Thursday 3 April 2014

Tughan Sokhiev conducts Shostakovich tonight LIVE


Tonight at 7pm European time LIVE on medici.tv, Tughan Sokhiev conducts the Orchestre National du Capitole, Toulouse in a special  programme in honour of Dimitri Shostakovich. This concert will be significant because Sokhiev has recemtly taken over as Music Director of the Bolshoi Opera. Sokhiev came up through the Russian system, though he's spent most of his career abroad, so perhaps this Shostakovich concert i8s a statement of intent. Please read my article about the background to his appointment here. 

"Edgar Moreau, one of the most sought-after young cellists on the classical scene, performs Shostakovich's Cello Concerto No. 1 in E-flat major, Op. 107. Dedicated to Mstislav Rostropovitch who premiered the work in Moscow in 1959, this concerto bears witness of the personal difficulties experienced by the composer at the time of composition. Shostakovich's anxiety due to his illness, as well as his resentment againt the regime, pierce throughout the concerto's four movements. In the finale especially, the sarcastic quotation of one of Staline's most favorite Russian melodies is to be read as a lugubrious remembrance of what Stalinism inflicted on the population of the Soviet Union". 

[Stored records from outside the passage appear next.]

impl<L: MaterialLoader> Sentinel<L> {
    /// Creates a builder for a sentinel serving material produced by `loader`.
    pub fn builder(loader: L) -> SentinelBuilder<L> {
        SentinelBuilder::new(loader)
    }

    pub(super) fn from_parts(
        loader: L,
        source: Box<dyn WatchSource>,
        on_error: Option<ErrorCallback>,
        metrics: Option<Arc<dyn MetricsRecorder>>,
        event_capacity: usize,
    ) -> Self {
        let (state, _) = watch::channel(LifecycleState::Idle);
        let (first_load, _) = watch::channel(FirstLoad::Pending);
        let (update_tx, update_rx) = watch::channel(0u64);
        let (stopped, _) = watch::channel(None);

        let shared = Arc::new(Shared {
            loader,
            cell: CertificateCell::new(),
            on_error,
            metrics,
            state,
            first_load,
            terminal: OnceLock::new(),
            stopped,
        });

        Self {
            inner: Arc::new(Inner {
                shared,
                cancel: CancellationToken::new(),
                event_capacity,
                source: Mutex::new(Some(source)),
                update_tx: Mutex::new(Some(update_tx)),
                update_rx,
                tasks: Mutex::new(None),
                started: OnceLock::new(),
            }),
        }
    }

    /// Starts watching and returns immediately.
    ///
    /// The material is loaded in the background; use
    /// [`wait_for_first_load`](Self::wait_for_first_load) to wait for it.
    /// Calling `start` again returns the outcome of the first call.
    ///
    /// # Errors
    ///
    /// Returns [`SentinelError::Setup`] if called outside of a Tokio runtime or
    /// if the watch source cannot be attached, and [`SentinelError::Closed`] if
    /// the sentinel was stopped before it was started.
    pub fn start(&self) -> Result<(), SentinelError> {
        self.inner.started.get_or_init(|| self.launch()).clone()
    }

    fn launch(&self) -> Result<(), SentinelError> {
        let inner = &self.inner;
        let mut tasks = lock(&inner.tasks);

        if *inner.shared.state.borrow() != LifecycleState::Idle {
            return Err(SentinelError::Closed);
        }

        let runtime = Handle::try_current().map_err(|_| SetupError::NoRuntime)?;
        let source = lock(&inner.source).take().ok_or(SentinelError::Closed)?;
        let updates = lock(&inner.update_tx).take().ok_or(SentinelError::Closed)?;

        let (tx, rx) = mpsc::channel(inner.event_capacity);
        let events = EventSender::new(tx, inner.cancel.clone());
        let running = source.attach(events.clone())?;

        inner.shared.state.send_replace(LifecycleState::Running);
        info!("Sentinel started for {}", inner.shared.watch_path().display());

        let source = runtime.spawn(async move {
            let result = running.await;
            if events.is_cancelled() {
                // Released by stop: an error here is a shutdown problem.
                return result;
            }

            match result {
                Ok(()) => {
                    events.send(Event::SourceClosed).await;
                    Ok(())
                }
                // Undelivered means stop raced with the failure; report it from stop.
                Err(e) if !events.send(Event::SourceError(e.clone())).await => Err(e),
                Err(_) => Ok(()),
            }
        });

        let shared = Arc::clone(&inner.shared);
        let cancel = inner.cancel.clone();
        let control = runtime.spawn(async move {
            shared.run_control_loop(rx, updates, cancel).await;
        });

        *tasks = Some(Tasks {
            runtime,
            source,
            control,
        });
        Ok(())
    }

    /// Stops watching and waits for all background work to finish.
    ///
    /// Idempotent: concurrent and repeated callers share a single teardown
    /// and observe the same outcome. The sentinel is closed afterwards even if
    /// an error is returned. Stopping a sentinel that was never started simply
    /// closes it.
    ///
    /// The teardown runs on its own task, so a `stop` future dropped before
    /// completion (for example by a timeout) does not abandon it; a later
    /// `stop` waits for the same teardown.
    ///
    /// `stop` may be spawned from within the error callback; it must not be
    /// awaited there, since the callback runs on the control loop.
    ///
    /// # Errors
    ///
    /// Returns [`SentinelError::Shutdown`] if a background task panicked or
    /// the watch source failed while being released.
    pub async fn stop(&self) -> Result<(), SentinelError> {
        let mut stopped = self.inner.shared.stopped.subscribe();
        self.begin_stop();

        // The sender lives as long as `self`.
        let outcome = stopped
            .wait_for(Option::is_some)
            .await
            .map_err(|_| SentinelError::Closed)?
            .clone();
        outcome.unwrap_or(Ok(()))
    }

    fn begin_stop(&self) {
        let inner = &self.inner;
        let shared = &inner.shared;
        let mut tasks = lock(&inner.tasks);

        let state = *shared.state.borrow();
        match state {
            LifecycleState::Idle => {
                // Never started: release the source and close the update stream.
                lock(&inner.source).take();
                lock(&inner.update_tx).take();
                shared.close();
                shared.stopped.send_replace(Some(Ok(())));
                info!("Sentinel closed before start");
            }
            LifecycleState::Running | LifecycleState::Stopped => {
                shared.state.send_replace(LifecycleState::Closing);
                inner.cancel.cancel();

                match tasks.take() {
                    Some(Tasks {
                        runtime,
                        source,
                        control,
                    }) => {
                        let shared = Arc::clone(shared);
                        runtime.spawn(async move {
                            shared.finish_stop(source, control).await;
                        });
                    }
                    None => {
                        shared.close();
                        shared.stopped.send_replace(Some(Ok(())));
                    }
                }
            }
            // Already stopping or stopped.
            LifecycleState::Closing | LifecycleState::Closed => {}
        }
    }

    /// Starts watching if needed and waits until the control loop ends.
    ///
    /// Resolves when the source finishes or fails, or when the sentinel is
    /// stopped. Does not stop the sentinel itself.
    ///
    /// # Errors
    ///
    /// Returns [`SentinelError::Source`] if the watch source failed, or any
    /// error returned by [`start`](Self::start).
    pub async fn run(&self) -> Result<(), SentinelError> {
        self.start()?;

        let mut state = self.inner.shared.state.subscribe();
        // The sender lives as long as `self`, so this cannot fail.
        let _ = state
            .wait_for(|s| matches!(s, LifecycleState::Stopped | LifecycleState::Closed))
            .await;

        match self.inner.shared.terminal.get() {
            Some(e) => Err(SentinelError::Source(e.clone())),
            None => Ok(()),
        }
    }

    /// Starts watching if needed and waits for the first load attempt.
    ///
    /// Returns as soon as the first attempt completed: `Ok` if it succeeded,
    /// its error if it failed. If a later attempt has succeeded by the time
    /// this is called, returns `Ok`.
    ///
    /// # Errors
    ///
    /// Returns [`SentinelError::Load`] if the first load failed,
    /// [`SentinelError::Source`] if the source failed before any load, or
    /// [`SentinelError::Closed`] if the sentinel stopped first.
    pub async fn wait_for_first_load(&self) -> Result<(), SentinelError> {
        self.start()?;

        let mut rx = self.inner.shared.first_load.subscribe();
        let resolved = rx
            .wait_for(|s| s.outcome().is_some())
            .await
            .map_err(|_| SentinelError::Closed)?;
        resolved.outcome().unwrap_or(Err(SentinelError::Closed))
    }

    /// Like [`wait_for_first_load`](Self::wait_for_first_load), giving up
    /// after `timeout`.
    ///
    /// # Errors
    ///
    /// Returns [`SentinelError::FirstLoadTimeout`] if no attempt completed in
    /// time, or any error of [`wait_for_first_load`](Self::wait_for_first_load).
    pub async fn wait_for_first_load_timeout(&self, timeout: Duration) -> Result<(), SentinelError> {
        tokio::time::timeout(timeout, self.wait_for_first_load())
            .await
            .map_err(|_| SentinelError::FirstLoadTimeout(timeout))?
    }

    /// Returns the current material, or `None` before the first successful load.
    pub fn current(&self) -> Option<Arc<L::Material>> {
        self.inner.shared.cell.load()
    }

    /// Returns the number of successful loads so far.
    pub fn version(&self) -> u64 {
        self.inner.shared.cell.version()
    }

    /// Returns the lifecycle state.
    pub fn state(&self) -> LifecycleState {
        *self.inner.shared.state.borrow()
    }

    /// Returns the loader.
    pub fn loader(&self) -> &L {
        &self.inner.shared.loader
    }

    /// Returns a handle for receiving update notifications.
    ///
    /// Only loads completing after this call are notified. The stream ends
    /// when the control loop ends.
    pub fn updated(&self) -> SentinelUpdates {
        let mut rx = self.inner.update_rx.clone();
        rx.borrow_and_update();
        SentinelUpdates { rx }
    }

    /// Returns the validity and serial number of the current leaf certificate,
    /// keyed by the watched path.
    ///
    /// Returns `None` before the first successful load, and always for
    /// material without a leaf certificate (CA bundles).
    pub fn observation(&self) -> Option<CertificateObservation> {
        let material = self.current()?;
        let leaf = material.leaf_metadata()?;
        Some(CertificateObservation {
            path: self.inner.shared.watch_path(),
            serial_number: leaf.serial_number().to_string(),
            not_before: leaf.not_before().unix_timestamp(),
            not_after: leaf.not_after().unix_timestamp(),
        })
    }
}
//! Selection of the process-wide rustls crypto provider.

use crate::cert::error::LoadError;
use rustls::crypto::CryptoProvider;
use std::sync::{Arc, OnceLock};

/// Returns the process default provider, installing the one selected by the
/// crate features first if the application has not installed one.
pub(crate) fn default_provider() -> Result<Arc<CryptoProvider>, LoadError> {
    static INSTALLED: OnceLock<()> = OnceLock::new();
    INSTALLED.get_or_init(|| {
        // Fails only if a provider is already installed; that one wins.
        let _ = feature_provider().install_default();
    });

    CryptoProvider::get_default()
        .cloned()
        .ok_or(LoadError::NoCryptoProvider)
}

#[cfg(feature = "ring")]
fn feature_provider() -> CryptoProvider {
    rustls::crypto::ring::default_provider()
}

#[cfg(feature = "aws-lc-rs")]
fn feature_provider() -> CryptoProvider {
    rustls::crypto::aws_lc_rs::default_provider()
}
//! Error types for loading certificate material from disk.

use std::fmt;
use std::io;
use std::path::{Path, PathBuf};
use std::sync::Arc;
use x509_parser::error::X509Error;

/// The stage of a load attempt that failed.
#[derive(Debug, Clone, Copy, Eq, PartialEq, Hash)]
pub enum LoadStage {
    /// The file could not be opened or read.
    Read,
    /// The file was read but its contents are unusable.
    Parse,
}

impl LoadStage {
    /// Returns a stable string representation of the stage.
    pub const fn as_str(self) -> &'static str {
        match self {
            Self::Read => "read",
            Self::Parse => "parse",
        }
    }
}

impl fmt::Display for LoadStage {
    fn fmt(&self, f: &mut fmt::Formatter<'_>) -> fmt::Result {
        f.write_str(self.as_str())
    }
}

/// An error that may arise loading a certificate/key pair or a CA bundle.
///
/// Load errors are recoverable: a running sentinel reports them and keeps
/// serving the previously loaded material.
#[derive(Debug, Clone, thiserror::Error)]
#[non_exhaustive]
pub enum LoadError {
    /// The file could not be read.
    #[error("unable to read {}", path.display())]
    Read {
        /// The file that could not be read.
        path: PathBuf,
        /// The underlying I/O error.
        #[source]
        source: Arc<io::Error>,
    },

    /// The PEM structure of the file is malformed.
    #[error("malformed PEM data in {}", path.display())]
    Pem {
        /// The file containing malformed PEM.
        path: PathBuf,
        /// The error reported by the PEM decoder.
        #[source]
        source: Arc<io::Error>,
    },

    /// The certificate file does not contain any certificate.
    #[error("no certificate data found in {}", path.display())]
    NoCertificate {
        /// The certificate (or CA bundle) file.
        path: PathBuf,
    },

    /// The key file does not contain any private key.
    #[error("no private key data found in {}", path.display())]
    NoPrivateKey {
        /// The private key file.
        path: PathBuf,
    },

    /// The leaf certificate could not be decoded as X.509.
    #[error("failed parsing X.509 certificate in {}", path.display())]
    Certificate {
        /// The certificate file.
        path: PathBuf,
        /// The error reported by the X.509 parser.
        #[source]
        source: X509Error,
    },

    /// The private key could not be loaded by the crypto provider.
    #[error("unsupported private key in {}", path.display())]
    PrivateKey {
        /// The private key file.
        path: PathBuf,
        /// The error reported by rustls.
        #[source]
        source: rustls::Error,
    },

    /// The certificate chain was rejected by rustls.
    #[error("certificate in {} rejected by rustls", path.display())]
    Rejected {
        /// The certificate file.
        path: PathBuf,
        /// The error reported by rustls.
        #[source]
        source: rustls::Error,
    },

    /// The private key does not match the leaf certificate's public key.
    #[error(
        "private key in {} does not match certificate in {}",
        key_path.display(),
        cert_path.display()
    )]
    KeyMismatch {
        /// The certificate file.
        cert_path: PathBuf,
        /// The private key file.
        key_path: PathBuf,
    },

    /// None of the certificates of a CA bundle were accepted as trust anchors.
    #[error("no usable CA certificates in {}", path.display())]
    NoTrustAnchors {
        /// The CA bundle file.
        path: PathBuf,
    },

    /// No rustls crypto provider is available to load the private key.
    #[error("rustls crypto provider is not installed")]
    NoCryptoProvider,
}

impl LoadError {
    /// Returns the stage at which the load failed.
    pub fn stage(&self) -> LoadStage {
        match self {
            Self::Read { .. } => LoadStage::Read,
            _ => LoadStage::Parse,
        }
    }

    /// Returns the path the error refers to, if any.
    pub fn path(&self) -> Option<&Path> {
        match self {
            Self::Read { path, .. }
            | Self::Pem { path, .. }
            | Self::NoCertificate { path }
            | Self::NoPrivateKey { path }
            | Self::Certificate { path, .. }
            | Self::PrivateKey { path, .. }
            | Self::Rejected { path, .. }
            | Self::NoTrustAnchors { path } => Some(path),
            Self::KeyMismatch { cert_path, .. } => Some(cert_path),
            Self::NoCryptoProvider => None,
        }
    }

    pub(crate) fn read(path: &Path, source: io::Error) -> Self {
        Self::Read {
            path: path.to_path_buf(),
            source: Arc::new(source),
        }
    }

    pub(crate) fn pem(path: &Path, source: io::Error) -> Self {
        Self::Pem {
            path: path.to_path_buf(),
            source: Arc::new(source),
        }
    }
}
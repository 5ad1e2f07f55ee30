//! Sentinel: lifecycle coordinator keeping TLS material current.
//!
//! A [`Sentinel`] combines a [`MaterialLoader`](crate::cert::loader::MaterialLoader),
//! a [`WatchSource`](crate::source::WatchSource) and a
//! [`CertificateCell`](crate::cell::CertificateCell). It is built idle, started
//! with [`Sentinel::start`], and stopped with [`Sentinel::stop`], which returns
//! only after all background work has finished.
//!
//! Errors never reach the read path. Load failures are recoverable: they are
//! reported to the error callback and the previous material keeps being
//! served. A failing watch source ends the control loop (state
//! [`LifecycleState::Stopped`]); the failure is reported to the callback, to a
//! pending [`Sentinel::wait_for_first_load`], and from [`Sentinel::run`].
//!
//! Primary types are re-exported at the crate root. For advanced configuration
//! types (e.g., `MetricsErrorKind`, `MetricsRecorder`), import from this module.
//!
//! # Example
//!
//! ```no_run
//! use certinel::CertificateSentinel;
//!
//! # async fn example() -> Result<(), Box<dyn std::error::Error>> {
//! let sentinel = CertificateSentinel::builder(
//!     certinel::cert::loader::KeyPairLoader::new("/d/my.crt", "/d/my.key"),
//! )
//! .on_error(|e| eprintln!("rotation failed: {e}"))
//! .build()?;
//!
//! sentinel.start()?;
//! sentinel.wait_for_first_load().await?;
//!
//! let serial = sentinel
//!     .current()
//!     .map(|c| c.leaf_metadata().serial_number().to_string());
//! println!("serving serial {serial:?}");
//!
//! sentinel.stop().await?;
//! # Ok(())
//! # }
//! ```

mod builder;
mod lifecycle;
mod metrics;
mod supervisor;
mod types;

pub use builder::SentinelBuilder;
pub use lifecycle::{CaSentinel, CertificateSentinel, Sentinel};
pub use metrics::{MetricsErrorKind, MetricsRecorder};
pub use types::{CertificateObservation, ErrorCallback, LifecycleState, SentinelUpdates};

"In the second half of the concert, Tugan Sokhiev, music director of the Orchestre National du Capitole, conducts Shostakovich's Symphony No. 8 in C minor, Op. 65. The subtitle "Stalingrad" is not in the orignal score. The Soviet government added this mention in order to portray Shostakovich's symphony as a memorial to those killed in the recent Battle of Stalingrad. The Symphony No. 8 was indeed considered by the composer's friend Isaak Glikman as "the most tragic work" ever composed by Shostakovich. Yet, this symphony lies within the tradition of symphonies composed in C minor (Beethoven's Fifth, Bruckner's Eighth, Mahler's Second, ...) which follow a teleological path from minor to major, from "tragedy to triumph". Though here triumph might well sound bittersweet."